Photo 170125 RdL

Christiane Jatahy, La règle du jeu / Comédie-Française

Par Nicolas Garnier

Publié le 13 février 2017

Christiane Jatahy n’en finit pas d’explorer les alliages possibles entre cinéma et théâtre, usant des outils de l’un dans l’autre, combinant les qualités de chaque médium dans une réflexion transversale bouillonnante. Avec sa précédente création, A floresta que anda, le dispositif avait atteint un summum de complexité. Les spectateurs étaient immergés dans un système tentaculaire où l’attention circulait sans arrêt entre une multiplicité de pôles locaux. Pour son entrée au répertoire de l’institution qu’est la Comédie Française, la cinéaste et dramaturge revient à une forme plus modeste, moins expérimentale. On retrouve cependant la plupart les éléments qui font la force des propositions de Jatahy, y compris cette articulation toujours fine et magistrale entre des questions techniques liées au médium et d’autres d’ordre politique. Les logiques internes et externes sont toujours articulées dans des technologies de mise en scène sophistiquées et intelligentes. De même, une fois n’est pas coutume, c’est encore à une œuvre classique que s’attaque l’artiste. Après Strinberg, Tcheckov ou encore Shakespeare, c’est  au tour d’un classique du cinéma français, La règle du jeu, de Jean Renoir, de passer à la moulinette pour en ressortir transfiguré.

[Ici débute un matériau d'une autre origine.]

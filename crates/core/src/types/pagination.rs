//! Offset pagination for list endpoints.

use thiserror::Error;

/// Errors produced while reading pagination parameters.
#[derive(Debug, Clone, Copy, PartialEq, Eq, Error)]
pub enum PageError {
    #[error("Invalid page number")]
    InvalidPage,
    #[error("Invalid pageSize number")]
    InvalidPageSize,
}

/// A validated page request (1-based page, positive page size).
#[derive(Debug, Clone, Copy, PartialEq, Eq)]
pub struct Pagination {
    page: u32,
    page_size: u32,
}

impl Default for Pagination {
    fn default() -> Self {
        Self {
            page: Self::DEFAULT_PAGE,
            page_size: Self::DEFAULT_PAGE_SIZE,
        }
    }
}

impl Pagination {
    pub const DEFAULT_PAGE: u32 = 1;
    pub const DEFAULT_PAGE_SIZE: u32 = 10;

    /// Build a page request from raw query-string values.
    ///
    /// Missing values fall back to the defaults. Present values must parse as
    /// integers greater than zero.
    ///
    /// # Errors
    ///
    /// Returns [`PageError`] naming the first invalid parameter.
    pub fn from_query(page: Option<&str>, page_size: Option<&str>) -> Result<Self, PageError> {
        let page = parse_positive(page, Self::DEFAULT_PAGE).ok_or(PageError::InvalidPage)?;
        let page_size =
            parse_positive(page_size, Self::DEFAULT_PAGE_SIZE).ok_or(PageError::InvalidPageSize)?;
        Ok(Self { page, page_size })
    }

    /// Build a page request from already-validated numbers.
    ///
    /// Returns `None` if either value is zero.
    #[must_use]
    pub const fn new(page: u32, page_size: u32) -> Option<Self> {
        if page == 0 || page_size == 0 {
            return None;
        }
        Some(Self { page, page_size })
    }

    #[must_use]
    pub const fn page(&self) -> u32 {
        self.page
    }

    #[must_use]
    pub const fn page_size(&self) -> u32 {
        self.page_size
    }

    /// Number of rows to fetch (SQL `LIMIT`).
    #[must_use]
    pub fn limit(&self) -> i64 {
        i64::from(self.page_size)
    }

    /// Number of rows to skip (SQL `OFFSET`).
    #[must_use]
    pub fn offset(&self) -> i64 {
        i64::from(self.page - 1) * i64::from(self.page_size)
    }

    /// Total number of pages needed for `total` rows.
    #[must_use]
    pub fn total_pages(&self, total: i64) -> i64 {
        if total <= 0 {
            return 0;
        }
        let size = i64::from(self.page_size);
        (total + size - 1) / size
    }
}

fn parse_positive(raw: Option<&str>, default: u32) -> Option<u32> {
    match raw {
        None => Some(default),
        Some(value) => value.trim().parse::<u32>().ok().filter(|n| *n > 0),
    }
}
//! Storekeep API - JSON e-commerce backend.
//!
//! Accounts with bearer tokens, per-user shipping addresses, an admin-managed
//! product catalog, and order placement with a small status lifecycle.
//!
//! # Architecture
//!
//! - Axum router with a declarative route access table
//! - [`Store`](db::Store) trait object for persistence (`PostgreSQL` or in-memory)
//! - Argon2 password hashes, HS256 JWT access/refresh tokens
//! - `validator` rules on every request body
//!
//! The binary in `main.rs` wires [`app`] to a `PostgreSQL` pool; the
//! integration tests wire it to a [`MemoryStore`](db::MemoryStore).

#![cfg_attr(not(test), forbid(unsafe_code))]

pub mod config;
pub mod db;
pub mod error;
pub mod extractors;
pub mod middleware;
pub mod models;
pub mod routes;
pub mod services;
pub mod state;

use axum::{Router, http::Request};
use tower_http::trace::TraceLayer;

use state::AppState;

/// Build the full application router with its middleware stack.
///
/// Sentry layers are added by the binary, which owns the Sentry client.
pub fn app(state: AppState) -> Router {
    let trace = TraceLayer::new_for_http().make_span_with(|request: &Request<_>| {
        tracing::info_span!(
            "request",
            method = %request.method(),
            uri = %request.uri(),
            request_id = tracing::field::Empty,
            user_id = tracing::field::Empty,
        )
    });

    routes::routes()
        .route_layer(axum::middleware::from_fn(middleware::enforce_policy))
        .route_layer(axum::middleware::from_fn_with_state(
            state.clone(),
            middleware::identity_middleware,
        ))
        .layer(axum::middleware::from_fn(middleware::request_id_middleware))
        .layer(trace)
        .with_state(state)
}
//! Business logic shared by the route handlers.

pub mod auth;
pub mod orders;

pub use auth::{AuthError, AuthService, Authenticated};
pub use orders::{OrderError, OrderService};
//! Argon2id password hashing.
//!
//! Hashing is CPU-bound, so the async wrappers move it onto the blocking
//! thread pool.

use argon2::{
    Argon2,
    password_hash::{PasswordHash, PasswordHasher, PasswordVerifier, SaltString, rand_core::OsRng},
};

use super::AuthError;

/// Hash a password using Argon2id.
fn hash_password_blocking(password: &str) -> Result<String, AuthError> {
    let salt = SaltString::generate(&mut OsRng);
    let argon2 = Argon2::default();

    argon2
        .hash_password(password.as_bytes(), &salt)
        .map(|hash| hash.to_string())
        .map_err(|_| AuthError::PasswordHash)
}

/// Verify a password against a PHC hash string.
fn verify_password_blocking(password: &str, hash: &str) -> Result<(), AuthError> {
    let parsed_hash = PasswordHash::new(hash).map_err(|_| AuthError::InvalidCredentials)?;
    let argon2 = Argon2::default();

    argon2
        .verify_password(password.as_bytes(), &parsed_hash)
        .map_err(|_| AuthError::InvalidCredentials)
}

/// Hash `password` on the blocking pool.
///
/// # Errors
///
/// Returns `AuthError::PasswordHash` if hashing fails or the task panics.
pub async fn hash_password(password: String) -> Result<String, AuthError> {
    tokio::task::spawn_blocking(move || hash_password_blocking(&password))
        .await
        .map_err(|_| AuthError::PasswordHash)?
}

/// Check `password` against `hash` on the blocking pool.
///
/// # Errors
///
/// Returns `AuthError::InvalidCredentials` on mismatch or a malformed hash,
/// and `AuthError::PasswordHash` if the task panics.
pub async fn verify_password(password: String, hash: String) -> Result<(), AuthError> {
    tokio::task::spawn_blocking(move || verify_password_blocking(&password, &hash))
        .await
        .map_err(|_| AuthError::PasswordHash)?
}
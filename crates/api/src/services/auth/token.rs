//! HS256 bearer tokens.
//!
//! Every login or registration yields an access token (24 h) and a refresh
//! token (7 days). Both carry the same claims; `token_type` keeps a refresh
//! token from authenticating ordinary requests.

use chrono::Utc;
use jsonwebtoken::{Algorithm, DecodingKey, EncodingKey, Header, Validation};
use secrecy::ExposeSecret;
use serde::{Deserialize, Serialize};
use uuid::Uuid;

use storekeep_core::{Role, UserId};

use super::AuthError;
use crate::config::AuthConfig;
use crate::models::User;

/// Which half of a token pair a JWT is.
#[derive(Debug, Clone, Copy, PartialEq, Eq, Serialize, Deserialize)]
#[serde(rename_all = "snake_case")]
pub enum TokenType {
    Access,
    Refresh,
}

/// JWT claims embedded in both token types.
#[derive(Debug, Clone, Serialize, Deserialize)]
pub struct Claims {
    pub user_id: UserId,
    pub role: Role,
    pub token_type: TokenType,
    /// Issued-at (Unix timestamp).
    pub iat: i64,
    /// Expiration (Unix timestamp).
    pub exp: i64,
    /// Unique token ID.
    pub jti: String,
}

/// A freshly issued access/refresh pair.
#[derive(Debug, Clone)]
pub struct TokenPair {
    pub access_token: String,
    pub refresh_token: String,
}

fn sign(
    user: &User,
    token_type: TokenType,
    ttl_secs: i64,
    config: &AuthConfig,
) -> Result<String, AuthError> {
    let now = Utc::now().timestamp();
    let claims = Claims {
        user_id: user.id,
        role: user.role,
        token_type,
        iat: now,
        exp: now + ttl_secs,
        jti: Uuid::new_v4().to_string(),
    };

    let key = EncodingKey::from_secret(config.jwt_secret.expose_secret().as_bytes());
    jsonwebtoken::encode(&Header::new(Algorithm::HS256), &claims, &key)
        .map_err(AuthError::TokenSigning)
}

/// Issue an access and a refresh token for `user`.
///
/// # Errors
///
/// Returns `AuthError::TokenSigning` if either token cannot be signed.
pub fn issue_tokens(user: &User, config: &AuthConfig) -> Result<TokenPair, AuthError> {
    Ok(TokenPair {
        access_token: sign(user, TokenType::Access, config.access_token_ttl_secs, config)?,
        refresh_token: sign(user, TokenType::Refresh, config.refresh_token_ttl_secs, config)?,
    })
}

/// Verify signature, algorithm, and expiry, and return the claims.
///
/// An optional `Bearer ` prefix is stripped first.
///
/// # Errors
///
/// Returns `AuthError::InvalidToken` for any verification failure.
pub fn decode_token(token: &str, config: &AuthConfig) -> Result<Claims, AuthError> {
    let token = token.strip_prefix("Bearer ").unwrap_or(token).trim();
    let key = DecodingKey::from_secret(config.jwt_secret.expose_secret().as_bytes());

    let mut validation = Validation::new(Algorithm::HS256);
    validation.set_required_spec_claims(&["exp", "iat"]);

    jsonwebtoken::decode::<Claims>(token, &key, &validation)
        .map(|data| data.claims)
        .map_err(|e| {
            tracing::debug!(error = %e, "Token rejected");
            AuthError::InvalidToken
        })
}

/// Resolve a bearer credential to the user id it names.
///
/// Only access tokens are accepted.
///
/// # Errors
///
/// Returns `AuthError::InvalidToken` if the token fails verification or is
/// a refresh token.
pub fn resolve_identity(bearer: &str, config: &AuthConfig) -> Result<UserId, AuthError> {
    let claims = decode_token(bearer, config)?;
    if claims.token_type != TokenType::Access {
        return Err(AuthError::InvalidToken);
    }
    Ok(claims.user_id)
}

#[cfg(test)]
#[allow(clippy::unwrap_used)]
mod tests {
    use secrecy::SecretString;
    use storekeep_core::Email;

    use super::*;

    fn user() -> User {
        let now = Utc::now();
        User {
            id: UserId::new(7),
            email: Email::parse("a@b.com").unwrap(),
            first_name: "A".to_owned(),
            last_name: "B".to_owned(),
            role: Role::Admin,
            last_login: None,
            created_at: now,
            updated_at: now,
        }
    }

    fn config(secret: &str) -> AuthConfig {
        AuthConfig::new(SecretString::from(secret), SecretString::from("admin"))
    }

    #[test]
    fn test_access_token_resolves_with_or_without_prefix() {
        let config = config("k3y-for-tests");
        let pair = issue_tokens(&user(), &config).unwrap();

        assert_eq!(resolve_identity(&pair.access_token, &config).unwrap(), UserId::new(7));
        let bearer = format!("Bearer {}", pair.access_token);
        assert_eq!(resolve_identity(&bearer, &config).unwrap(), UserId::new(7));
    }

    #[test]
    fn test_claims_carry_role_and_lifetimes() {
        let config = config("k3y-for-tests");
        let pair = issue_tokens(&user(), &config).unwrap();

        let access = decode_token(&pair.access_token, &config).unwrap();
        assert_eq!(access.role, Role::Admin);
        assert_eq!(access.exp - access.iat, 86_400);

        let refresh = decode_token(&pair.refresh_token, &config).unwrap();
        assert_eq!(refresh.token_type, TokenType::Refresh);
        assert_eq!(refresh.exp - refresh.iat, 604_800);
    }

    #[test]
    fn test_refresh_token_is_not_a_bearer_credential() {
        let config = config("k3y-for-tests");
        let pair = issue_tokens(&user(), &config).unwrap();
        assert!(matches!(
            resolve_identity(&pair.refresh_token, &config),
            Err(AuthError::InvalidToken)
        ));
    }

    #[test]
    fn test_wrong_secret_and_garbage_rejected() {
        let pair = issue_tokens(&user(), &config("one")).unwrap();
        assert!(resolve_identity(&pair.access_token, &config("two")).is_err());
        assert!(resolve_identity("not.a.jwt", &config("one")).is_err());
        assert!(resolve_identity("", &config("one")).is_err());
    }

    #[test]
    fn test_expired_token_rejected() {
        let mut config = config("k3y-for-tests");
        config.access_token_ttl_secs = -3600;
        let pair = issue_tokens(&user(), &config).unwrap();
        assert!(resolve_identity(&pair.access_token, &config).is_err());
    }
}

Le film de Renoir, d’abord sorti à l’aube de la Deuxième Guerre mondiale en 1939 puis, dans une version restaurée, en 1950, reçu un accueil mitigé. Les critiques de l’époque s’écharpèrent en raison du caractère novateur du fond comme de la forme, et il fallut un certain temps avant que le film ne s’imposât comme un chef d’œuvre. Dans celui-ci le cinéaste, comme par antiphrase, dépeint les marivaudages d’une haute bourgeoisie vivant en complète autarcie alors que la guerre menace, toute proche. Les intrigues sentimentales se nouent autour de la figure centrale de Christine épouse volage du riche (et non moins volage) Robert alors que celui-ci invite ses amis à une retraite champêtre dans son château.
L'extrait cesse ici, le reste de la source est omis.